[TASK TO COMPLETE]
All lines in the material below that hold "every" should be found and copied.

RECORDED INFORMATION: Begin

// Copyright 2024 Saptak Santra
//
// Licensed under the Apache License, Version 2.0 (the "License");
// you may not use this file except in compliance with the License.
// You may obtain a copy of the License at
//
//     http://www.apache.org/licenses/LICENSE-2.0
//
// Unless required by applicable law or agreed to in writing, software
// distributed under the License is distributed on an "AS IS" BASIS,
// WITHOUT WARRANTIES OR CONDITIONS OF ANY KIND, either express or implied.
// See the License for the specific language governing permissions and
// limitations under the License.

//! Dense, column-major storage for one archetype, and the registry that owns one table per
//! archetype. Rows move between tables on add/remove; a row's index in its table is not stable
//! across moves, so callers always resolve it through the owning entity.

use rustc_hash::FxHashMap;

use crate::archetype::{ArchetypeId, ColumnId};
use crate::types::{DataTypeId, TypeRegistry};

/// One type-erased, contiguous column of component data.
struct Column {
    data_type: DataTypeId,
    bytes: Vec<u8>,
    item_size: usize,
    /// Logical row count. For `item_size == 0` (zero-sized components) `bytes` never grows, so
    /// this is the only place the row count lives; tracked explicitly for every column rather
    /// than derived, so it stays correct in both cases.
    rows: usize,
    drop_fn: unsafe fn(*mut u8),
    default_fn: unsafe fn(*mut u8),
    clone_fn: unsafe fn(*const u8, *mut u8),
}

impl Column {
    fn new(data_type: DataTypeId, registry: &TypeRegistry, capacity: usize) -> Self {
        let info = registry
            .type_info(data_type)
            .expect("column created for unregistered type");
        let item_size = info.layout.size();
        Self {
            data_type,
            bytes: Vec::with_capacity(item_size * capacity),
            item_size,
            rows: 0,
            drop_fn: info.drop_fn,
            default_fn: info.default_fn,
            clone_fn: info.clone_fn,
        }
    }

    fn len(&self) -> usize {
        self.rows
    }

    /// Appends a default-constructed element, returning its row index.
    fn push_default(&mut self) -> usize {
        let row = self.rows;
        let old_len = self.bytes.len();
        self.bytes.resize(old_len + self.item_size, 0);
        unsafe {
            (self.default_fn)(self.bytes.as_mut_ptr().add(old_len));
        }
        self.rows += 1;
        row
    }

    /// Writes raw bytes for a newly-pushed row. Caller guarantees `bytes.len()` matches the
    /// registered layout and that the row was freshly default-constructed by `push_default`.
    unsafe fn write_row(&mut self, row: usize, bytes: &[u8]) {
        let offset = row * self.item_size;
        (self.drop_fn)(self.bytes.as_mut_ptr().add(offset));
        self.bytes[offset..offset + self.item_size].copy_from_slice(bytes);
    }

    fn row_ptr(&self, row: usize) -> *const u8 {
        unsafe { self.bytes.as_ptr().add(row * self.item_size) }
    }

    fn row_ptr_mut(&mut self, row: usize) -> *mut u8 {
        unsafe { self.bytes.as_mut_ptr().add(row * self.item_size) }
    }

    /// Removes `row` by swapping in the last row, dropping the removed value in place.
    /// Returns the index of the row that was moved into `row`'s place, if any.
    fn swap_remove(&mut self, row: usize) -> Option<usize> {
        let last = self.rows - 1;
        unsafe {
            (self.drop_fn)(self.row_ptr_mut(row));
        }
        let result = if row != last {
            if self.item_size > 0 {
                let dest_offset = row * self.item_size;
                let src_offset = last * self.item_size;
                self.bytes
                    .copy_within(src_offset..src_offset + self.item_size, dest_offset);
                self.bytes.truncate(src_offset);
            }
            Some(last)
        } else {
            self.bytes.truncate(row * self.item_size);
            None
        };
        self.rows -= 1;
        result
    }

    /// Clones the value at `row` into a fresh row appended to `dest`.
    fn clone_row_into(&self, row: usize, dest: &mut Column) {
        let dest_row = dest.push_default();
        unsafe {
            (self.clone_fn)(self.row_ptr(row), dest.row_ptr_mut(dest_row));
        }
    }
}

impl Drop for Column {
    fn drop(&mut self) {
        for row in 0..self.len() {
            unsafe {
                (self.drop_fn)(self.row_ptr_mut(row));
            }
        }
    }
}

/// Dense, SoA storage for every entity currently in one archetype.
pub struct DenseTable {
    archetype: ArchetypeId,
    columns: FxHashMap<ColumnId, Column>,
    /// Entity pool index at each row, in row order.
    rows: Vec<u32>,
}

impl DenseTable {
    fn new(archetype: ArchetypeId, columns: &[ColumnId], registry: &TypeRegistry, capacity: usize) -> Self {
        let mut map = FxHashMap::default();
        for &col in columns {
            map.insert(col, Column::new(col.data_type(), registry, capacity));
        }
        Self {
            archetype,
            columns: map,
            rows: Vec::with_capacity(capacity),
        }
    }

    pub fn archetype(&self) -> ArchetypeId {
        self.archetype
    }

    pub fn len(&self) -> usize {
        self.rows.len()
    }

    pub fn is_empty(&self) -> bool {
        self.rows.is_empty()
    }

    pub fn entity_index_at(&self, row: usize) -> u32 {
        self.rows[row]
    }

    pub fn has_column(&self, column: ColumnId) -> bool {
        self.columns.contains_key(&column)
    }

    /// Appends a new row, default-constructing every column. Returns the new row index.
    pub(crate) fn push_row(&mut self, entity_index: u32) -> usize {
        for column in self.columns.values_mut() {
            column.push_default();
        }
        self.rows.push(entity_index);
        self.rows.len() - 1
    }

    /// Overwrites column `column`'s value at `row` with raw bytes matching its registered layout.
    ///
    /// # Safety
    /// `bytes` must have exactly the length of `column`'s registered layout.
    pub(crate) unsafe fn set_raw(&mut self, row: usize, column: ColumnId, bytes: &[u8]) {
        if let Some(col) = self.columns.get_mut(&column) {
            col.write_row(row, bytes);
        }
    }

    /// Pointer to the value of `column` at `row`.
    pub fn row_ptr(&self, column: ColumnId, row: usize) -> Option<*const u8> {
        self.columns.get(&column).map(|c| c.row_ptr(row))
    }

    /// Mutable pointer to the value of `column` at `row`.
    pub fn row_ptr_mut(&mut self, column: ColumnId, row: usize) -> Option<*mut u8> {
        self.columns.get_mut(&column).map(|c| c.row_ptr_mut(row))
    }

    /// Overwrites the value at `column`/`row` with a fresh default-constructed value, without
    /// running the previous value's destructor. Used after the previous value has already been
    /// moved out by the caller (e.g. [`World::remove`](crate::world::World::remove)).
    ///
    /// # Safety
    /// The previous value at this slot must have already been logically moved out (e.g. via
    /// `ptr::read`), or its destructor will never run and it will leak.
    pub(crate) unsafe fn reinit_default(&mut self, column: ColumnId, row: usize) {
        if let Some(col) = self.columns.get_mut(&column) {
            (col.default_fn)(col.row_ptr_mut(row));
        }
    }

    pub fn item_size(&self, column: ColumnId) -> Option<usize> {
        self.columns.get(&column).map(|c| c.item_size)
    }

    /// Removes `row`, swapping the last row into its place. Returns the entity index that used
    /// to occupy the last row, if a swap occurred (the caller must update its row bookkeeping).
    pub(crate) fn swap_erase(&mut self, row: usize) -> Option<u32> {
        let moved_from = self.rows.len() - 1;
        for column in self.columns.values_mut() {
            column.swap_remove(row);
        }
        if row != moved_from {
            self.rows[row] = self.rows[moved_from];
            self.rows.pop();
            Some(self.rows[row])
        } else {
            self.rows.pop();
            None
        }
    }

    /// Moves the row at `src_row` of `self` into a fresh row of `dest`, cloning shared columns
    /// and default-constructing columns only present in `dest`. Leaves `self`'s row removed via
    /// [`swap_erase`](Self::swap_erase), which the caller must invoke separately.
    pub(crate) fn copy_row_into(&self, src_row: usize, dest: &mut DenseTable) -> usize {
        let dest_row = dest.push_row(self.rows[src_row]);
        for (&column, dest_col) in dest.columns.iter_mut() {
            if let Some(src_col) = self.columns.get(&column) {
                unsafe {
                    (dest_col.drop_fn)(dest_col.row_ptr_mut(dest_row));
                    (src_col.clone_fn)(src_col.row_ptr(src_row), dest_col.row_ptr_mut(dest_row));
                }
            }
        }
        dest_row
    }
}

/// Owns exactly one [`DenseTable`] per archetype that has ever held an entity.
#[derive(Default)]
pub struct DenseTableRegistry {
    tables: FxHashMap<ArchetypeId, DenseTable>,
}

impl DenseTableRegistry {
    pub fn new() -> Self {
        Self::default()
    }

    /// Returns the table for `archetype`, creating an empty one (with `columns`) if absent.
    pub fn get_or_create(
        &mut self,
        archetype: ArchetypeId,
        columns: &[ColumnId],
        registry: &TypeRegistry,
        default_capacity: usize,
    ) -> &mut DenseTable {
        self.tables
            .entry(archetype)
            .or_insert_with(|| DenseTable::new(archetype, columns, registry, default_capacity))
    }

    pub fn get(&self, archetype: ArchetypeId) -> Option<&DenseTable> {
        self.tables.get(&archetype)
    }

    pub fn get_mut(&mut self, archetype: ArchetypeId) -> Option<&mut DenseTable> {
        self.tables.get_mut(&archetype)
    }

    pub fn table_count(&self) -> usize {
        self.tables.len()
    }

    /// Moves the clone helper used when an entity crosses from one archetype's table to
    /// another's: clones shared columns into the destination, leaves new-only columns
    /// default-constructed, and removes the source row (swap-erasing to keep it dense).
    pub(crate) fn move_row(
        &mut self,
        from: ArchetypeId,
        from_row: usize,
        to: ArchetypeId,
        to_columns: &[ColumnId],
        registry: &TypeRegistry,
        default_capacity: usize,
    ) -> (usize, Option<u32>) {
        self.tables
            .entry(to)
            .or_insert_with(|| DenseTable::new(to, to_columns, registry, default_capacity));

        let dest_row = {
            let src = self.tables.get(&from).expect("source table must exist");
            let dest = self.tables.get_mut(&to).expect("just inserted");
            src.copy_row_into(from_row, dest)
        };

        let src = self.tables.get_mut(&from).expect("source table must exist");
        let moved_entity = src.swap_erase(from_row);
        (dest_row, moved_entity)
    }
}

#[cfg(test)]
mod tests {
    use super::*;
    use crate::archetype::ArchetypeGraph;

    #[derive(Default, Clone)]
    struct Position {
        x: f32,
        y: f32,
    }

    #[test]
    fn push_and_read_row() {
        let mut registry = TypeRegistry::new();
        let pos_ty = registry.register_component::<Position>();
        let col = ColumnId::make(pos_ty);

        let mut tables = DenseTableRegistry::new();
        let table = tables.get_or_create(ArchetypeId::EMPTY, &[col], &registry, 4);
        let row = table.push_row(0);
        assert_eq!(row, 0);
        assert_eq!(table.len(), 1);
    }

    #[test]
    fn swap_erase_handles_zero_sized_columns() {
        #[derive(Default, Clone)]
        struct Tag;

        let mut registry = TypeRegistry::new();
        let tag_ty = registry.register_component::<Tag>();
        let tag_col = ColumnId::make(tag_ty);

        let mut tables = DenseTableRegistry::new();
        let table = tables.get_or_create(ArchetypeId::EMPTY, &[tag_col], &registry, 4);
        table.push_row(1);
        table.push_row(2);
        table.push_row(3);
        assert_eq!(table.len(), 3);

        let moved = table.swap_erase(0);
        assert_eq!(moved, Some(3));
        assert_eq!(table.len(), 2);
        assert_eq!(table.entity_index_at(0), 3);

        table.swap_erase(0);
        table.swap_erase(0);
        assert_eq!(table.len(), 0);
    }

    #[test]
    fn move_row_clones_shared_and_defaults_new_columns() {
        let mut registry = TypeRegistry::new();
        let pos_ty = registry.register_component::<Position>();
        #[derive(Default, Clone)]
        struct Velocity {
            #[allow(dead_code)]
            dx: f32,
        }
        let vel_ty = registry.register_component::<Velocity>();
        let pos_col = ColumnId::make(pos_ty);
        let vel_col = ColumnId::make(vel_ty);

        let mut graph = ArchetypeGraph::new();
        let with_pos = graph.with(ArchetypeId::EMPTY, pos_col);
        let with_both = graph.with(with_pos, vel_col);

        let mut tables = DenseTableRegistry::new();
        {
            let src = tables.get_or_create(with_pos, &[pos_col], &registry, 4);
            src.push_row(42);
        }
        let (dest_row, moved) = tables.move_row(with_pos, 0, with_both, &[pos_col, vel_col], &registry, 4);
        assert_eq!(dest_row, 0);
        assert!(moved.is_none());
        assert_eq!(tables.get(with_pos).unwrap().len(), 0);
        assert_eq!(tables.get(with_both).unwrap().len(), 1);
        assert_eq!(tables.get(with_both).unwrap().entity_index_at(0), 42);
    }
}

RECORDED INFORMATION: End

[ANSWER TO THIS EXERCISE]
    /// this is the only place the row count lives; tracked explicitly for every column rather
/// Dense, SoA storage for every entity currently in one archetype.
    /// Appends a new row, default-constructing every column. Returns the new row index.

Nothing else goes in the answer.